[Dataset entries]
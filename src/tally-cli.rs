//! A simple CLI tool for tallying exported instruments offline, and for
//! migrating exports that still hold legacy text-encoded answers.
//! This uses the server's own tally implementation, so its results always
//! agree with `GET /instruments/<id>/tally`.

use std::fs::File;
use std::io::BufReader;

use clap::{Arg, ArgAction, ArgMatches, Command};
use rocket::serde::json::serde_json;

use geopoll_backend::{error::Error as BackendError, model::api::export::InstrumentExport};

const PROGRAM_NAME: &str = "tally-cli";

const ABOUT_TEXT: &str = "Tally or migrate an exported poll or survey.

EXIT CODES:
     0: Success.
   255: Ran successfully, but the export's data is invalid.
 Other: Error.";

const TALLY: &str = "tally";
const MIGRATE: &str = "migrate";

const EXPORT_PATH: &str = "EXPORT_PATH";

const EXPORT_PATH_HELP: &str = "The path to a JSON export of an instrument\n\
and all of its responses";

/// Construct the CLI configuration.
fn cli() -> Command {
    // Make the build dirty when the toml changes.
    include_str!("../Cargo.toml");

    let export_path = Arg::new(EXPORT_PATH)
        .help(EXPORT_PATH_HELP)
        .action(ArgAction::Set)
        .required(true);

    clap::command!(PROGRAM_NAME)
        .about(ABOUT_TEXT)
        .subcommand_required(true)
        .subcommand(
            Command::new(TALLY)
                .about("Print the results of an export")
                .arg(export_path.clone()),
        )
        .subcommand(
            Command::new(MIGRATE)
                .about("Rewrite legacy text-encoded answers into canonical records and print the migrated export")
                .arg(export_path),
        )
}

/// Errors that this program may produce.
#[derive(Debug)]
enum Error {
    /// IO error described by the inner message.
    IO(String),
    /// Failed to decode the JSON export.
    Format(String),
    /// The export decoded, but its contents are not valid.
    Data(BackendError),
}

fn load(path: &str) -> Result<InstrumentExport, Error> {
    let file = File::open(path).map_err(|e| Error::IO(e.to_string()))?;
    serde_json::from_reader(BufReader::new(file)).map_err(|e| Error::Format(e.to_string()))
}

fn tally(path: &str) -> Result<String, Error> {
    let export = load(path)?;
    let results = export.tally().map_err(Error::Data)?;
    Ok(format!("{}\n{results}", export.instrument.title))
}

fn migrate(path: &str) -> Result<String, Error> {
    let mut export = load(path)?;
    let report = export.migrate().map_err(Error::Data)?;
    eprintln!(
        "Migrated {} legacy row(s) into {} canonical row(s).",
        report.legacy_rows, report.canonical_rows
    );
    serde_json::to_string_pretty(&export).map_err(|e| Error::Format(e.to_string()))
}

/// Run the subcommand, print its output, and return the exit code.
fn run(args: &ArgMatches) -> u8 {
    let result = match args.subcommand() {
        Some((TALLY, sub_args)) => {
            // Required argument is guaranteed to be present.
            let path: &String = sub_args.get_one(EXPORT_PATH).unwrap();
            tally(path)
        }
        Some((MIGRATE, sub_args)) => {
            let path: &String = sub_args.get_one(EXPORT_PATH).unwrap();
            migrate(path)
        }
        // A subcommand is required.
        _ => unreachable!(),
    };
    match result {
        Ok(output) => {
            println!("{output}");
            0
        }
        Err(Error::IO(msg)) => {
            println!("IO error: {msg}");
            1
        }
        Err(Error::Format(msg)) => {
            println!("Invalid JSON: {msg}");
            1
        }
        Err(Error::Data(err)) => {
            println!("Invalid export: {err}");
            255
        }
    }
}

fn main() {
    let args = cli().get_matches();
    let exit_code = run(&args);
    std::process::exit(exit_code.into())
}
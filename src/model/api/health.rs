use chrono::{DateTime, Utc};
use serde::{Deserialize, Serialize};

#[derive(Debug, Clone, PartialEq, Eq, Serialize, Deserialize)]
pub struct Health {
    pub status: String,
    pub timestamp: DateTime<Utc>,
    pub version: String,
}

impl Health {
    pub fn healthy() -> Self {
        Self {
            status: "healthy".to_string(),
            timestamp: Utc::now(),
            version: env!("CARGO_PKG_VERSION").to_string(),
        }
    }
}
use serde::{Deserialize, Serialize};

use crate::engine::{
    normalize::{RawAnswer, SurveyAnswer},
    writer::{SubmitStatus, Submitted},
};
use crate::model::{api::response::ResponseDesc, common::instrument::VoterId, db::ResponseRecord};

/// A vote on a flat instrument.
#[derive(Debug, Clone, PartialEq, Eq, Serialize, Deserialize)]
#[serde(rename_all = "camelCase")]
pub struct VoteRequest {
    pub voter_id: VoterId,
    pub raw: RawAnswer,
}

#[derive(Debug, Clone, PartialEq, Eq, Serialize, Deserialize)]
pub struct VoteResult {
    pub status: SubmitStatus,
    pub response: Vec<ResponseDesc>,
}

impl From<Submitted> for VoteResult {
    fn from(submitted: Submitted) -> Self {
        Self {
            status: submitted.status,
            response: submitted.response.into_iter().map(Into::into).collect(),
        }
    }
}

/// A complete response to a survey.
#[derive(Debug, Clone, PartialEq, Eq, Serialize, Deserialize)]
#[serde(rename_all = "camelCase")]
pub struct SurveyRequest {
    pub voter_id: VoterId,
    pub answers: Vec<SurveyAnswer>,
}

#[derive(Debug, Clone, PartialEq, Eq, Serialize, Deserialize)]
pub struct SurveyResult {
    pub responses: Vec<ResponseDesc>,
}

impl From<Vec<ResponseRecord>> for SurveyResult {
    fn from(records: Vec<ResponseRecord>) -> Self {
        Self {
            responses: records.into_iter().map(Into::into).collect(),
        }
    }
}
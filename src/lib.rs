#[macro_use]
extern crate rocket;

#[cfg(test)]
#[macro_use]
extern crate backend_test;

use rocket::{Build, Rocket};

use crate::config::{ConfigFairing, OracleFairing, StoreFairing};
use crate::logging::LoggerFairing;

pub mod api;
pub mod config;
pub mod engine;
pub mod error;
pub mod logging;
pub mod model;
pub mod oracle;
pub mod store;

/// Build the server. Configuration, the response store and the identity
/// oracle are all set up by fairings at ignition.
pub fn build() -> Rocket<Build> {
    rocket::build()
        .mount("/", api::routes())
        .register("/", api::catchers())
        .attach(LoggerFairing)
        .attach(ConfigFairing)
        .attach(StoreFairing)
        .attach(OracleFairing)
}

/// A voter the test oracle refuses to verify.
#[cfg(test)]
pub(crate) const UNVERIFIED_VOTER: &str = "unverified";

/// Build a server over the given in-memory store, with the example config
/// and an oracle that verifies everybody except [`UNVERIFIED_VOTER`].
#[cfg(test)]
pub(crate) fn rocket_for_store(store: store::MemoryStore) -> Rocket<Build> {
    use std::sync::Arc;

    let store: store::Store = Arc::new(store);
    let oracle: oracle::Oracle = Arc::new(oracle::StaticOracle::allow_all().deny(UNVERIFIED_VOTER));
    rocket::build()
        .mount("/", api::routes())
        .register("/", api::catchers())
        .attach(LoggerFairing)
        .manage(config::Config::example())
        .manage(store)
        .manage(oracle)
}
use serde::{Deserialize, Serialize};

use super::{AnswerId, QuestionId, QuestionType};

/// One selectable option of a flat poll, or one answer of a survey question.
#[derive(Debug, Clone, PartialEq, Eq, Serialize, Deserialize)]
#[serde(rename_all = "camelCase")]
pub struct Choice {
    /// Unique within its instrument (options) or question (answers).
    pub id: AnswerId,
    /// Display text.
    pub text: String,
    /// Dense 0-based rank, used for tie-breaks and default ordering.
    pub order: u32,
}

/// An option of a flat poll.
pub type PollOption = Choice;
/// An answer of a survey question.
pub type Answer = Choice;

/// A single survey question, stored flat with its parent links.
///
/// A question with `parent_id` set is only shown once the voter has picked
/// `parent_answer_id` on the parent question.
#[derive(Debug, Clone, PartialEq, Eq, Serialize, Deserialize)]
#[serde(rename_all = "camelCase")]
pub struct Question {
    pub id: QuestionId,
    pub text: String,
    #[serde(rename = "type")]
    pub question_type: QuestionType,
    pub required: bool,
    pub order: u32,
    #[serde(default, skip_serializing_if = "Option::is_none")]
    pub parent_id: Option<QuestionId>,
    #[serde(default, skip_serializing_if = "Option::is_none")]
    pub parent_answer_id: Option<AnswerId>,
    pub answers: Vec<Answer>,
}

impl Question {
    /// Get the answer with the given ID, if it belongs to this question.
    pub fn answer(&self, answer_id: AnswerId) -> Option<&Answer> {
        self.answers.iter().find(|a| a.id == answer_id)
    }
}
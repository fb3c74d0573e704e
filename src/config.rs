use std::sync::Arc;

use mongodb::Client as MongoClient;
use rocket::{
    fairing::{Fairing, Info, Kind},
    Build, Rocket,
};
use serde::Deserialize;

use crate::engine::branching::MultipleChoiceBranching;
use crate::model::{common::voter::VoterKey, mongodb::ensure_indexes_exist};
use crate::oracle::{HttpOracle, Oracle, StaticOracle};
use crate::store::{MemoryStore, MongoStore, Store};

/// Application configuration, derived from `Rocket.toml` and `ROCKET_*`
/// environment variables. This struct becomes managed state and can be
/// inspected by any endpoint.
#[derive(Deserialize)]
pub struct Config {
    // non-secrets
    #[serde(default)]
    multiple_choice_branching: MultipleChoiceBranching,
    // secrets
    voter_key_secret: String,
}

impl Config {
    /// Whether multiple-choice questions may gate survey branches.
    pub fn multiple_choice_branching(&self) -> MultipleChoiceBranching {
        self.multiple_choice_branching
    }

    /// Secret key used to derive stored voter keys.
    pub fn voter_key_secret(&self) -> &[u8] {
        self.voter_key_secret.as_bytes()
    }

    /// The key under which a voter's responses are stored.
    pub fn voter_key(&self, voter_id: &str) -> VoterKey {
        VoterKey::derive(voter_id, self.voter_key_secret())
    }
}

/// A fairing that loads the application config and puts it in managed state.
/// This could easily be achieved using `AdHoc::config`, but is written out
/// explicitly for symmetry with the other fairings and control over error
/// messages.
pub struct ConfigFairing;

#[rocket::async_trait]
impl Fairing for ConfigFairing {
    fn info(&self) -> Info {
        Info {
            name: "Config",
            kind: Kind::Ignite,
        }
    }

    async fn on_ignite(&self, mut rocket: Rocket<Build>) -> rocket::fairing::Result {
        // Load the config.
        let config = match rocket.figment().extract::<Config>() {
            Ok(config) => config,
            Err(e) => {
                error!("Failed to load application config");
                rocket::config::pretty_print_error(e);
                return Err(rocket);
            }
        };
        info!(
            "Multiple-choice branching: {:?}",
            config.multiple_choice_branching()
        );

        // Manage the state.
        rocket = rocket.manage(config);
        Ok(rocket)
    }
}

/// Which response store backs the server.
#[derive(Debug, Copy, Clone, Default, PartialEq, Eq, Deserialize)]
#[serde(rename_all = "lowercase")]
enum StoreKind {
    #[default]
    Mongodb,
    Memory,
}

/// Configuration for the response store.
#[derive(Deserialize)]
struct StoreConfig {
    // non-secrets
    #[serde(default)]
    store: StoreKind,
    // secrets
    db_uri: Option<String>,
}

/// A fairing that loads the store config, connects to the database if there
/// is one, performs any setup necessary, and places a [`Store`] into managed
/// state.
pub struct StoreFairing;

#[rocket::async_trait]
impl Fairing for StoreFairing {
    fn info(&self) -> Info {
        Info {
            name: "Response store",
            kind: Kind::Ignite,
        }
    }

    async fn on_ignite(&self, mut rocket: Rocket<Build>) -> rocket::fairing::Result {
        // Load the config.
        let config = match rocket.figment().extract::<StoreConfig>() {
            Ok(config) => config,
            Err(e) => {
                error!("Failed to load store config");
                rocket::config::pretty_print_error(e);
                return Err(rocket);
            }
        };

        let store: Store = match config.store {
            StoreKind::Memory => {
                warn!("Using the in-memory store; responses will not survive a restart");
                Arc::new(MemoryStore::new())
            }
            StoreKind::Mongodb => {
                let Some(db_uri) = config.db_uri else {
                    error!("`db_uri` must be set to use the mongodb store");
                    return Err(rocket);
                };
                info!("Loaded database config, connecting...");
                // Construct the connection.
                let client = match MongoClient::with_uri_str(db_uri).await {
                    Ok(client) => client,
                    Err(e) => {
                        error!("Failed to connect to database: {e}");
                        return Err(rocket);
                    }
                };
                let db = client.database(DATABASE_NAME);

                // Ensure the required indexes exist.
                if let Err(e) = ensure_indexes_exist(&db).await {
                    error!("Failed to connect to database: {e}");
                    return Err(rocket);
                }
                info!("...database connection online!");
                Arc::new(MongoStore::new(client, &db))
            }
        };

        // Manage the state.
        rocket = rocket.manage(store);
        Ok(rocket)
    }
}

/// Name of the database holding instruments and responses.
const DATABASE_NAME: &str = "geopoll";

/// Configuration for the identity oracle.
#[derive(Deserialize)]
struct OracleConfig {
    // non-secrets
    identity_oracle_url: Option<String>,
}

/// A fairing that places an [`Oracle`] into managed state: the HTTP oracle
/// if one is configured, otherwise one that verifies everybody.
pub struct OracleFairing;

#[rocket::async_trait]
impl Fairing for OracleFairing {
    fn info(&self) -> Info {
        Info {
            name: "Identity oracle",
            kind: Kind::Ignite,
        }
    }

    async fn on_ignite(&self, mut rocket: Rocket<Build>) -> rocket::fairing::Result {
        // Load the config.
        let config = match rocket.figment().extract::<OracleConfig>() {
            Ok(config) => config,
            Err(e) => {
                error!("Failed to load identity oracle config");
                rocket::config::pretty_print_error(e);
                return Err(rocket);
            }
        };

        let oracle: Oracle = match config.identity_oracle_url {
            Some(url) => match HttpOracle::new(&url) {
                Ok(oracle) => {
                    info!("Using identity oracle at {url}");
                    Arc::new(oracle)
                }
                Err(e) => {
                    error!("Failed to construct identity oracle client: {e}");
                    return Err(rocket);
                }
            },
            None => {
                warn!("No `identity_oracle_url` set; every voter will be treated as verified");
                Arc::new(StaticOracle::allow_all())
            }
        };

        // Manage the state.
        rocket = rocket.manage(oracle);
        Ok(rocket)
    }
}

EXERCISE GOAL -
The required output is the entries from their opening line through the line holding "program may produce.", repeated exactly, with both end lines kept.

RESULT OF THE TASK -
filename src/tally-cli.rs
//! A simple CLI tool for tallying exported instruments offline, and for
//! migrating exports that still hold legacy text-encoded answers.
//! This uses the server's own tally implementation, so its results always
//! agree with `GET /instruments/<id>/tally`.

use std::fs::File;
use std::io::BufReader;

use clap::{Arg, ArgAction, ArgMatches, Command};
use rocket::serde::json::serde_json;

use geopoll_backend::{error::Error as BackendError, model::api::export::InstrumentExport};

const PROGRAM_NAME: &str = "tally-cli";

const ABOUT_TEXT: &str = "Tally or migrate an exported poll or survey.

EXIT CODES:
     0: Success.
   255: Ran successfully, but the export's data is invalid.
 Other: Error.";

const TALLY: &str = "tally";
const MIGRATE: &str = "migrate";

const EXPORT_PATH: &str = "EXPORT_PATH";

const EXPORT_PATH_HELP: &str = "The path to a JSON export of an instrument\n\
and all of its responses";

/// Construct the CLI configuration.
fn cli() -> Command {
    // Make the build dirty when the toml changes.
    include_str!("../Cargo.toml");

    let export_path = Arg::new(EXPORT_PATH)
        .help(EXPORT_PATH_HELP)
        .action(ArgAction::Set)
        .required(true);

    clap::command!(PROGRAM_NAME)
        .about(ABOUT_TEXT)
        .subcommand_required(true)
        .subcommand(
            Command::new(TALLY)
                .about("Print the results of an export")
                .arg(export_path.clone()),
        )
        .subcommand(
            Command::new(MIGRATE)
                .about("Rewrite legacy text-encoded answers into canonical records and print the migrated export")
                .arg(export_path),
        )
}

/// Errors that this program may produce.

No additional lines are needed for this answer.